### PROBLEM TO SOLVE
Copy out each line below that has the word "matches" in it.

### RECORDS SHOWN
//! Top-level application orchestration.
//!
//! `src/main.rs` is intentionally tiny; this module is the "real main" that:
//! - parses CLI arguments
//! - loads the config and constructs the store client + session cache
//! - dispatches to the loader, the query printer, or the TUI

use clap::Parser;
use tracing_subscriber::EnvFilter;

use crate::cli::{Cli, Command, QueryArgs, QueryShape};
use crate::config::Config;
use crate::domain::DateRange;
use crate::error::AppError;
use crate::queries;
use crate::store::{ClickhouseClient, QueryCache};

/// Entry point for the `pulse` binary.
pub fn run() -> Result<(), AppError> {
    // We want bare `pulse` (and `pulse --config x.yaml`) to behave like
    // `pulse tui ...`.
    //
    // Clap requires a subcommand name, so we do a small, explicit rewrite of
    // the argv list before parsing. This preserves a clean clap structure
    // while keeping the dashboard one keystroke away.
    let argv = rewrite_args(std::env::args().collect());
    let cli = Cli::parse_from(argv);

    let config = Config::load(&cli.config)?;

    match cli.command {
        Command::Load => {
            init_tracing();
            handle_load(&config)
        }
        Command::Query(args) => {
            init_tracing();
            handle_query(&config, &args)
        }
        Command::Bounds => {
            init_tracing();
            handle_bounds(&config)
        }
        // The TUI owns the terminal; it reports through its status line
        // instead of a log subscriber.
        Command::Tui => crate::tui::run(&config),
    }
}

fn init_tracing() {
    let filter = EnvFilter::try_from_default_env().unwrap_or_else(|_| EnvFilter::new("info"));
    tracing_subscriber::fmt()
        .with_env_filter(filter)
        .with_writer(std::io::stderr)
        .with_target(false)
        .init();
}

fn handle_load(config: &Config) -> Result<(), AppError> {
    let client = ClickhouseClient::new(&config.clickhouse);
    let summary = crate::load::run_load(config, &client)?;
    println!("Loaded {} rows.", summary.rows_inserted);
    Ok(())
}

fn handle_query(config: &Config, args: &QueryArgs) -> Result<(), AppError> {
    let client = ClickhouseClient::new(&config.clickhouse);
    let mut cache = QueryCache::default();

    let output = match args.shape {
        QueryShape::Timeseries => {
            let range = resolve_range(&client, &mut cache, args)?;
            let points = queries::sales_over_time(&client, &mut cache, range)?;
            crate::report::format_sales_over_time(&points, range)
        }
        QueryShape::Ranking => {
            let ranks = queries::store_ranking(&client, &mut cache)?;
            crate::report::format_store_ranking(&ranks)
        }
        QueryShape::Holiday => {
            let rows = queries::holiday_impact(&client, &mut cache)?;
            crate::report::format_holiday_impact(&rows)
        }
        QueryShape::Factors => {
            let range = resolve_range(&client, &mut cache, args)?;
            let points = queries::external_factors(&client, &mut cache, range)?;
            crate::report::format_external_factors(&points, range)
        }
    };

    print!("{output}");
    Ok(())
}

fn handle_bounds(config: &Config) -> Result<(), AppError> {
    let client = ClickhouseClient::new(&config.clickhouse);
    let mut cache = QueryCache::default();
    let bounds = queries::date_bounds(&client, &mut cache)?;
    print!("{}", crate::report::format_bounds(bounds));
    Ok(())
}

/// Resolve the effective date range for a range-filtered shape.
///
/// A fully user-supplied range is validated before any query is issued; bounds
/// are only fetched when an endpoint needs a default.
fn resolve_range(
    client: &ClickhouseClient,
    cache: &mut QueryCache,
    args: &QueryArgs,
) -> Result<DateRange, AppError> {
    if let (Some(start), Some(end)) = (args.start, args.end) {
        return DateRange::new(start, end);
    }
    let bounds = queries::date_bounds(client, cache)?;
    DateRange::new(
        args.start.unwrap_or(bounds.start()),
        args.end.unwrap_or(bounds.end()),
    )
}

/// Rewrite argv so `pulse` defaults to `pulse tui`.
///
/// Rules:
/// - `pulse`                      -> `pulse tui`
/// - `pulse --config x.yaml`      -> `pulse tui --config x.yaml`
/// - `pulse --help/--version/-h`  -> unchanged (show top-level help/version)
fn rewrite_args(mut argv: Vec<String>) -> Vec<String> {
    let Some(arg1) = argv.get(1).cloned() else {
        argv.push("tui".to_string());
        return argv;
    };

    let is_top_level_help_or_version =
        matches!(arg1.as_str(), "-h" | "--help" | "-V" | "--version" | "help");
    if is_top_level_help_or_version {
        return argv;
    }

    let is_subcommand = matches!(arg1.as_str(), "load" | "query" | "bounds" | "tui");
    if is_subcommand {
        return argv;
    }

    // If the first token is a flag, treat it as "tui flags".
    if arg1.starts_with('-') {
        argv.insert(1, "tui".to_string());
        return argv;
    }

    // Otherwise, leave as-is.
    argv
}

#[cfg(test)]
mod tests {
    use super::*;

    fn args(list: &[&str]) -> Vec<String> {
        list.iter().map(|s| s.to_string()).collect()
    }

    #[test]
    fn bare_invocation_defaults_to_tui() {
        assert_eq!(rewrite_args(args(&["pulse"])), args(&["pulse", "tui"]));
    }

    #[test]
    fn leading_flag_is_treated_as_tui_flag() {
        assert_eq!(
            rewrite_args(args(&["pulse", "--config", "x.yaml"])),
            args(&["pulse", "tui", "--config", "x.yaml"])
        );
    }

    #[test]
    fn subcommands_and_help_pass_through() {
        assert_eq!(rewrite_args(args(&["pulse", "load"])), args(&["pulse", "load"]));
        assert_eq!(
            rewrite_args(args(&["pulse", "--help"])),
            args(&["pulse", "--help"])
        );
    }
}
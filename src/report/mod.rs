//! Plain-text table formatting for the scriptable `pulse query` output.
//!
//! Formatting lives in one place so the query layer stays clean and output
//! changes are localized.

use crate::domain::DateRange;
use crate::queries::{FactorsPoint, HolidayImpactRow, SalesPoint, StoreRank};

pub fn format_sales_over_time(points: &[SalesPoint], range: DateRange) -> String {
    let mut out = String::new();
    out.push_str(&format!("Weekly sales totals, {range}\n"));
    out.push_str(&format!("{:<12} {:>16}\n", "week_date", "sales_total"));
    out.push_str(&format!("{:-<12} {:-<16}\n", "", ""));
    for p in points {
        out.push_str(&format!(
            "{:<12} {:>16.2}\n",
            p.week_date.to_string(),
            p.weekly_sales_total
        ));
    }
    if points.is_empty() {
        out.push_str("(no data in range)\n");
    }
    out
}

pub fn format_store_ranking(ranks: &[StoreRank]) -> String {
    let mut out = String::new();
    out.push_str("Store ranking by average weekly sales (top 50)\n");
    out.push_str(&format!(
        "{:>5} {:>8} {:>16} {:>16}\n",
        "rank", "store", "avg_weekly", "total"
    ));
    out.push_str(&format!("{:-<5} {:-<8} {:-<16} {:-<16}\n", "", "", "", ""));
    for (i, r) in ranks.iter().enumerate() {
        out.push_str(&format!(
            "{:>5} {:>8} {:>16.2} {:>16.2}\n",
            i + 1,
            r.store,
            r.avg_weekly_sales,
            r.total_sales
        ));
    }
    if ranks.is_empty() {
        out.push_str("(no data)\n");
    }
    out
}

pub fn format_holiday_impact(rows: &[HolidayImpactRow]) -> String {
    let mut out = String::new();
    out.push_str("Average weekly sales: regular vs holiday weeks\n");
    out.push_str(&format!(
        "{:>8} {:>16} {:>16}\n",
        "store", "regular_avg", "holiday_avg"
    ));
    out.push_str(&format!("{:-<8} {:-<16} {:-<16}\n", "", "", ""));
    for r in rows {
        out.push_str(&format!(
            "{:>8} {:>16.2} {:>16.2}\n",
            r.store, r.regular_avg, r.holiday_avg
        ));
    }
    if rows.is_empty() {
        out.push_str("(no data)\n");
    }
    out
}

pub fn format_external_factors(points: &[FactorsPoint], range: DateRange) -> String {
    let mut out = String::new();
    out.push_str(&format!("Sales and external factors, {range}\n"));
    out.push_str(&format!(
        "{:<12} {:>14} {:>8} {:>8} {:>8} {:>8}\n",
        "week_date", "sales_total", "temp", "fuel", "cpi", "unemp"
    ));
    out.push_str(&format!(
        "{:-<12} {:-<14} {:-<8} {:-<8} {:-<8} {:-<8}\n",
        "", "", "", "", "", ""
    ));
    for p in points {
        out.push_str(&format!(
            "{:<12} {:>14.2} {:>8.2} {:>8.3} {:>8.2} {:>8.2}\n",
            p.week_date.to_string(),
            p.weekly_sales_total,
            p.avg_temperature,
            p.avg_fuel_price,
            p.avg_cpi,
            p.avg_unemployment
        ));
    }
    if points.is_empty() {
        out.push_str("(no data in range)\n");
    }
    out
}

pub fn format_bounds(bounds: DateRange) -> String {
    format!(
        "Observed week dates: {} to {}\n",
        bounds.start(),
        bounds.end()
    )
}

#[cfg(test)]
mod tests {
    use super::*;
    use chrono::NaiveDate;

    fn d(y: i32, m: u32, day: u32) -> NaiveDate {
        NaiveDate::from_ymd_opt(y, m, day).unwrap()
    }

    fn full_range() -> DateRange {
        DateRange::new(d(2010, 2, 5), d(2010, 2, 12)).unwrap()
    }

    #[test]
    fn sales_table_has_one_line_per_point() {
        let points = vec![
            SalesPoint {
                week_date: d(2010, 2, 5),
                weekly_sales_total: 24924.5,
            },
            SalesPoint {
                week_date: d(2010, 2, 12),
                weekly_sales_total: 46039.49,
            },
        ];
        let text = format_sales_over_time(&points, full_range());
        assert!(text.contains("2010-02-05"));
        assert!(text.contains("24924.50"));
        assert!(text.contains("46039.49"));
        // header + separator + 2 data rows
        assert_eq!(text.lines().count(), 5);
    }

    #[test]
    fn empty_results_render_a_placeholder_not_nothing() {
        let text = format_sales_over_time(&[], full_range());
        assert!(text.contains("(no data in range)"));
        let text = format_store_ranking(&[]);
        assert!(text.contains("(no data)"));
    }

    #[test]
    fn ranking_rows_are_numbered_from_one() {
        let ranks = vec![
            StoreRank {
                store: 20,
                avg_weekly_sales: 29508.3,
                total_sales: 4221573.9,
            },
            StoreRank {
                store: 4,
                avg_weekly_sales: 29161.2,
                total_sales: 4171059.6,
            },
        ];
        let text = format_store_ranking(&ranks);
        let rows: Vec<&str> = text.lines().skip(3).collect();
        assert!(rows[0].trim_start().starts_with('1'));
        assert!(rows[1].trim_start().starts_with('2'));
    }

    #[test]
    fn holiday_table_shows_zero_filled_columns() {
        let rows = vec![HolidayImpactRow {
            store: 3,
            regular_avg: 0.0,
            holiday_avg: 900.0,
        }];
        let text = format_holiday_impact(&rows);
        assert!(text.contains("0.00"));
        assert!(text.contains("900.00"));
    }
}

### SOLUTION
        matches!(arg1.as_str(), "-h" | "--help" | "-V" | "--version" | "help");
    let is_subcommand = matches!(arg1.as_str(), "load" | "query" | "bounds" | "tui");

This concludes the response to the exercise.